Engineering's Kolli honored for dissertation research in computer architecture

UNIVERSITY PARK, Pa. — Aasheesh Kolli, assistant professor of computer science and engineering in the School of Electrical Engineering and Computer Science at Penn State, recently received the Association for Computing Machinery’s SIGARCH/IEEE CS TCCA Outstanding Dissertation Award for his dissertation at the University of Michigan, titled “Architecting Persistent Memory Systems.”

The award recognizes excellent thesis research by doctoral candidates in the field of computer architecture. Kolli, the inaugural award recipient, was cited for “contributions to the semantics and implementation of programming models for persistent memory systems.”

“My dissertation is not just my work — a lot of people's efforts went into it. My Ph.D. adviser, collaborators, mentors and lab mates all played important roles in helping me compile my dissertation,” said Kolli. “It’s very humbling and rewarding to realize that the research community values all the work we did. This kind of recognition from people whose work I admire is very gratifying.”

Kolli explains that in today’s computer systems, there are two different kinds of memory devices: one that is fast and volatile — losing its contents when powered off — and one that is slow and nonvolatile, retaining its contents even when powered off.

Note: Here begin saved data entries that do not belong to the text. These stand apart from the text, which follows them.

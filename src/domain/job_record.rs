//! Job listing record extracted from a single result card.

use serde::{Deserialize, Serialize};

/// One discovered job listing.
///
/// Created once by the card parser from a single card fragment and never
/// mutated afterwards. Free-text fields are already normalized
/// (see [`crate::domain::text::clean_text`]).
#[derive(Debug, Clone, PartialEq, Eq, Default, Serialize, Deserialize)]
pub struct JobRecord {
    /// Site-assigned identifier (`data-jk`). Empty when the card has none.
    pub id: String,
    pub title: String,
    #[serde(rename = "companyName")]
    pub company_name: String,
    pub location: String,
}

impl JobRecord {
    pub fn new(
        id: impl Into<String>,
        title: impl Into<String>,
        company_name: impl Into<String>,
        location: impl Into<String>,
    ) -> Self {
        Self {
            id: id.into(),
            title: title.into(),
            company_name: company_name.into(),
            location: location.into(),
        }
    }

    /// True when the card carried no identifier attribute.
    pub fn has_id(&self) -> bool {
        !self.id.is_empty()
    }

    /// Canonical detail-page URL for this listing, e.g.
    /// `https://www.indeed.com/viewjob?jk=abc123`.
    pub fn detail_url(&self, detail_base: &str) -> String {
        format!("{detail_base}{}", self.id)
    }
}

“The combination of these kinds of memory devices allows us to build computer systems that are both fast and can safely store all the data that we care about, such as photos, videos and banking information. In the process, we have optimized all aspects of the computer, including hardware design, operation systems and application programs to work with this two-memory model,” said Kolli. “However, pretty soon we are going to have memory technologies that combine the best properties of these two memories — they are fast and nonvolatile — creating a paradigm shift in memory technology. My dissertation research looked into how to integrate this new memory technology into our computing systems and how to maximize their benefits by describing novel ways to build computer hardware, designing programming languages and constructing application programs.”

Kolli joined the Penn State faculty in the fall of 2018. He received a bachelor of engineering degree in electrical and electronics from the Birla Institute of Technology and Science, Pilani in India, and received a master of science and doctorate in computer science and engineering from the University of Michigan. His research interests include computer architecture, multiprocessor systems, systems software, persistent memories and field-programmable arrays.

“This is a great way to start my career at Penn State,” said Kolli. “I am looking forward to working with colleagues and students in the computer science and engineering department to do more impactful research.”